#### WHAT IS EXPECTED:
Look through the data below for the string "when", and copy every line where it turns up.

### DATASET ###

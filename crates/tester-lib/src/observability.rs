//! Observability helpers for the api tester
//!
//! Provides structured logging with tracing. Every significant action
//! (probe checks, traffic toggles, stress launches) is emitted as one event
//! carrying an `event` field and the host name.

use crate::health::ProbeKind;
use tracing::{info, warn};

/// Resolve the host identifier reported by `/hostname` and tagged on logs
///
/// Kubernetes sets `HOSTNAME` to the pod name, so that wins over the kernel
/// host name.
pub fn hostname() -> String {
    if let Ok(name) = std::env::var("HOSTNAME") {
        if !name.is_empty() {
            return name;
        }
    }

    std::fs::read_to_string("/proc/sys/kernel/hostname")
        .map(|name| name.trim().to_string())
        .ok()
        .filter(|name| !name.is_empty())
        .unwrap_or_else(|| "unknown".to_string())
}

/// Structured logger for tester events
#[derive(Debug, Clone)]
pub struct StructuredLogger {
    host: String,
}

impl Default for StructuredLogger {
    fn default() -> Self {
        Self::new(hostname())
    }
}

impl StructuredLogger {
    pub fn new(host: impl Into<String>) -> Self {
        Self { host: host.into() }
    }

    pub fn host(&self) -> &str {
        &self.host
    }

    /// Log a probe evaluation
    pub fn log_probe(&self, probe: ProbeKind, succeeded: bool, checked_at: i64) {
        let outcome = if succeeded { "Succeed" } else { "Failed" };
        info!(
            event = "probe_checked",
            host = %self.host,
            probe = %probe,
            succeeded = succeeded,
            checked_at = checked_at,
            "[Kubernetes] {}Probe is {} -> [System] status: {}",
            probe,
            outcome,
            succeeded
        );
    }

    pub fn log_traffic_off(&self) {
        warn!(
            event = "traffic_off",
            host = %self.host,
            "[System] Traffic is forcibly stopped"
        );
    }

    pub fn log_traffic_on(&self) {
        info!(
            event = "traffic_on",
            host = %self.host,
            "[System] Traffic is reconnected"
        );
    }

    pub fn log_server_error(&self) {
        warn!(
            event = "server_error",
            host = %self.host,
            "[System] An error occurred on the server"
        );
    }

    /// Log the launch of a memory accumulation task
    pub fn log_memory_leak_started(&self, block_bytes: usize, interval_ms: u128) {
        warn!(
            event = "memory_leak_started",
            host = %self.host,
            block_bytes = block_bytes,
            interval_ms = interval_ms,
            "{} : memoryLeak is starting",
            self.host
        );
    }

    /// Log the launch of a CPU burst batch
    pub fn log_cpu_load_started(&self, minutes: i64, workers: usize, duty_cycle: f64) {
        warn!(
            event = "cpu_load_started",
            host = %self.host,
            minutes = minutes,
            workers = workers,
            duty_cycle = duty_cycle,
            "CPU load started"
        );
    }

    pub fn log_cpu_worker_started(&self, worker_id: usize, minutes: i64) {
        info!(
            event = "cpu_worker_started",
            host = %self.host,
            worker_id = worker_id,
            started_at = %chrono::Utc::now().to_rfc3339(),
            "{} : cpuLoad thread-{} starting ({} min)",
            self.host,
            worker_id,
            minutes
        );
    }

    pub fn log_cpu_worker_finished(&self, worker_id: usize, cycles: u64) {
        info!(
            event = "cpu_worker_finished",
            host = %self.host,
            worker_id = worker_id,
            cycles = cycles,
            "CPU load worker finished"
        );
    }

    pub fn log_marker_file_created(&self, path: &str) {
        info!(
            event = "marker_file_created",
            host = %self.host,
            path = %path,
            "File created: {}",
            path
        );
    }

    /// Log application startup
    pub fn log_startup(&self, version: &str, profile: &str, port: u16) {
        info!(
            event = "app_started",
            host = %self.host,
            version = %version,
            profile = %profile,
            port = port,
            "Api tester started"
        );
    }

    /// Log application shutdown
    pub fn log_shutdown(&self, reason: &str) {
        info!(
            event = "app_shutdown",
            host = %self.host,
            reason = %reason,
            "Api tester shutting down"
        );
    }
}
//! CPU load simulation
//!
//! Each worker is a dedicated OS thread alternating a non-yielding busy loop
//! and a sleep inside a 100 ms window. Workers share nothing: each one times
//! itself against the job duration and exits on its own.

use super::StopToken;
use crate::observability::StructuredLogger;
use std::thread::JoinHandle;
use std::time::{Duration, Instant};
use tracing::warn;

/// Duration used when `min` is missing, zero or not a number
pub const DEFAULT_MINUTES: i64 = 2;

/// Worker count used when `thread` is missing, zero or not a number
pub const DEFAULT_WORKERS: i64 = 10;

/// Fraction of each window spent busy
pub const DUTY_CYCLE: f64 = 0.8;

/// Length of one busy + idle cycle
pub const CYCLE_WINDOW: Duration = Duration::from_millis(100);

/// Stack size of a burst worker; the loop needs almost none
pub const WORKER_STACK_SIZE: usize = 256 * 1024;

/// Parameters of one CPU burst
#[derive(Debug, Clone, PartialEq)]
pub struct LoadJob {
    /// Requested duration in minutes, as echoed to the caller
    pub minutes: i64,
    /// Requested worker count, as echoed to the caller
    pub threads: i64,
    /// Wall-clock time each worker keeps running; zero for negative minutes
    pub duration: Duration,
    /// Workers actually started; zero for a negative count
    pub worker_count: usize,
    pub duty_cycle: f64,
}

impl LoadJob {
    /// No upper bound is enforced on either value
    pub fn new(minutes: i64, threads: i64) -> Self {
        let minutes_run = u64::try_from(minutes).unwrap_or(0);
        Self {
            minutes,
            threads,
            duration: Duration::from_secs(minutes_run.saturating_mul(60)),
            worker_count: usize::try_from(threads).unwrap_or(0),
            duty_cycle: DUTY_CYCLE,
        }
    }

    /// Build a job from raw query values, falling back to the defaults
    pub fn from_params(min: Option<&str>, thread: Option<&str>) -> Self {
        Self::new(
            parse_or_default(min, DEFAULT_MINUTES),
            parse_or_default(thread, DEFAULT_WORKERS),
        )
    }

    /// Override the run time while keeping the echoed minutes
    pub fn with_duration(mut self, duration: Duration) -> Self {
        self.duration = duration;
        self
    }

    /// Busy part of each window, rounded to whole milliseconds
    pub fn busy_time(&self) -> Duration {
        let window_ms = CYCLE_WINDOW.as_millis() as f64;
        Duration::from_millis((window_ms * self.duty_cycle).round() as u64)
    }

    pub fn idle_time(&self) -> Duration {
        CYCLE_WINDOW.saturating_sub(self.busy_time())
    }

    /// Confirmation text, e.g. `1 min, 2 threads`
    pub fn summary(&self) -> String {
        format!("{} min, {} threads", self.minutes, self.threads)
    }
}

/// Missing, non-numeric and zero values take the default; negatives are kept
fn parse_or_default(raw: Option<&str>, default: i64) -> i64 {
    match raw.and_then(|value| value.parse::<i64>().ok()) {
        Some(0) | None => default,
        Some(value) => value,
    }
}

/// Launches batches of CPU burst workers
#[derive(Debug, Clone)]
pub struct CpuBurster {
    logger: StructuredLogger,
    stop: StopToken,
}

impl CpuBurster {
    pub fn new(logger: StructuredLogger) -> Self {
        Self {
            logger,
            stop: StopToken::new(),
        }
    }

    /// Share a stop token with every worker this burster launches
    pub fn with_stop_token(mut self, stop: StopToken) -> Self {
        self.stop = stop;
        self
    }

    /// Start the batch from a launcher thread and return immediately
    ///
    /// The launcher yields the worker handles it managed to spawn; each
    /// worker handle yields its number of completed duty cycles. Dropping
    /// the launcher handle detaches everything. `None` means not even the
    /// launcher could be spawned.
    pub fn launch(&self, job: &LoadJob) -> Option<JoinHandle<Vec<JoinHandle<u64>>>> {
        self.logger
            .log_cpu_load_started(job.minutes, job.worker_count, job.duty_cycle);

        let job = job.clone();
        let logger = self.logger.clone();
        let stop = self.stop.clone();

        std::thread::Builder::new()
            .name("cpu-load-launcher".to_string())
            .stack_size(WORKER_STACK_SIZE)
            .spawn(move || spawn_workers(&job, &logger, &stop))
            .map_err(|e| warn!(error = %e, "Failed to spawn CPU load launcher"))
            .ok()
    }
}

fn spawn_workers(job: &LoadJob, logger: &StructuredLogger, stop: &StopToken) -> Vec<JoinHandle<u64>> {
    let handles: Vec<JoinHandle<u64>> = (0..job.worker_count)
        .filter_map(|worker_id| {
            let job = job.clone();
            let logger = logger.clone();
            let stop = stop.clone();

            std::thread::Builder::new()
                .name(format!("cpu-load-{}", worker_id))
                .stack_size(WORKER_STACK_SIZE)
                .spawn(move || run_worker(worker_id, &job, &logger, &stop))
                .map_err(|e| {
                    warn!(worker_id = worker_id, error = %e, "Failed to spawn CPU load worker")
                })
                .ok()
        })
        .collect();

    if handles.len() < job.worker_count {
        warn!(
            requested = job.worker_count,
            started = handles.len(),
            "CPU load batch started short"
        );
    }
    handles
}

fn run_worker(worker_id: usize, job: &LoadJob, logger: &StructuredLogger, stop: &StopToken) -> u64 {
    logger.log_cpu_worker_started(worker_id, job.minutes);

    let started = Instant::now();
    let busy = job.busy_time();
    let idle = job.idle_time();
    let mut cycles = 0u64;

    while started.elapsed() < job.duration && !stop.is_stopped() {
        busy_wait(busy);
        std::thread::sleep(idle);
        cycles += 1;
    }

    logger.log_cpu_worker_finished(worker_id, cycles);
    cycles
}

/// Spin on the clock without yielding
fn busy_wait(duration: Duration) {
    let started = Instant::now();
    while started.elapsed() < duration {
        std::hint::spin_loop();
    }
}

###

#### WRITTEN SOLUTION:
/// Duration used when `min` is missing, zero or not a number
/// Worker count used when `thread` is missing, zero or not a number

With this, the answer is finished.